AIM OF THE EXERCISE>
Please retype every entry, keeping each one exactly as written.

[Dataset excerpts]
+ + + + +

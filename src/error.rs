//! Application error types

use thiserror::Error;

/// Application-wide error type
#[derive(Error, Debug)]
pub enum AppError {
    #[error("Configuration error: {0}")]
    Config(String),

    #[error("Validation error: {0}")]
    Validation(String),

    #[error("HTTP request error: {0}")]
    Http(#[from] reqwest::Error),

    #[error("Data source error (code {code}): {message}")]
    DataSource { code: i64, message: String },

    #[error("Insufficient data after {attempts} attempts: got {rows} rows, need {required}")]
    InsufficientData {
        attempts: u32,
        rows: usize,
        required: usize,
    },

    #[error("Serialization error: {0}")]
    Serialization(#[from] serde_json::Error),

    #[error("CSV error: {0}")]
    Csv(#[from] csv::Error),

    #[error("Spreadsheet read error: {0}")]
    Spreadsheet(#[from] calamine::Error),

    #[error("Report write error: {0}")]
    Report(#[from] rust_xlsxwriter::XlsxError),

    #[error("IO error: {0}")]
    Io(#[from] std::io::Error),

    #[error("Internal error: {0}")]
    Internal(String),
}

impl AppError {
    /// Stable error code for logs and exit reporting
    pub fn code(&self) -> &'static str {
        match self {
            AppError::Config(_) => "CONFIG_ERROR",
            AppError::Validation(_) => "VALIDATION_ERROR",
            AppError::Http(_) => "HTTP_ERROR",
            AppError::DataSource { .. } => "DATA_SOURCE_ERROR",
            AppError::InsufficientData { .. } => "INSUFFICIENT_DATA",
            AppError::Serialization(_) => "SERIALIZATION_ERROR",
            AppError::Csv(_) => "CSV_ERROR",
            AppError::Spreadsheet(_) => "SPREADSHEET_ERROR",
            AppError::Report(_) => "REPORT_ERROR",
            AppError::Io(_) => "IO_ERROR",
            AppError::Internal(_) => "INTERNAL_ERROR",
        }
    }

    /// Whether the error came from fetching market data
    pub fn is_data_source(&self) -> bool {
        matches!(
            self,
            AppError::Http(_) | AppError::DataSource { .. } | AppError::InsufficientData { .. }
        )
    }
}

pub type Result<T> = std::result::Result<T, AppError>;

+ + + + +

RESPONSE TO THIS TASK>
filename src/error.rs
//! Application error types

use thiserror::Error;

/// Application-wide error type
#[derive(Error, Debug)]
pub enum AppError {
    #[error("Configuration error: {0}")]
    Config(String),

    #[error("Validation error: {0}")]
    Validation(String),

    #[error("HTTP request error: {0}")]
    Http(#[from] reqwest::Error),

    #[error("Data source error (code {code}): {message}")]
    DataSource { code: i64, message: String },

    #[error("Insufficient data after {attempts} attempts: got {rows} rows, need {required}")]
    InsufficientData {
        attempts: u32,
        rows: usize,
        required: usize,
    },

    #[error("Serialization error: {0}")]
    Serialization(#[from] serde_json::Error),

    #[error("CSV error: {0}")]
    Csv(#[from] csv::Error),

    #[error("Spreadsheet read error: {0}")]
    Spreadsheet(#[from] calamine::Error),

    #[error("Report write error: {0}")]
    Report(#[from] rust_xlsxwriter::XlsxError),

    #[error("IO error: {0}")]
    Io(#[from] std::io::Error),

    #[error("Internal error: {0}")]
    Internal(String),
}

impl AppError {
    /// Stable error code for logs and exit reporting
    pub fn code(&self) -> &'static str {
        match self {
            AppError::Config(_) => "CONFIG_ERROR",
            AppError::Validation(_) => "VALIDATION_ERROR",
            AppError::Http(_) => "HTTP_ERROR",
            AppError::DataSource { .. } => "DATA_SOURCE_ERROR",
            AppError::InsufficientData { .. } => "INSUFFICIENT_DATA",
            AppError::Serialization(_) => "SERIALIZATION_ERROR",
            AppError::Csv(_) => "CSV_ERROR",
            AppError::Spreadsheet(_) => "SPREADSHEET_ERROR",
            AppError::Report(_) => "REPORT_ERROR",
            AppError::Io(_) => "IO_ERROR",
            AppError::Internal(_) => "INTERNAL_ERROR",
        }
    }

    /// Whether the error came from fetching market data
    pub fn is_data_source(&self) -> bool {
        matches!(
            self,
            AppError::Http(_) | AppError::DataSource { .. } | AppError::InsufficientData { .. }
        )
    }
}

pub type Result<T> = std::result::Result<T, AppError>;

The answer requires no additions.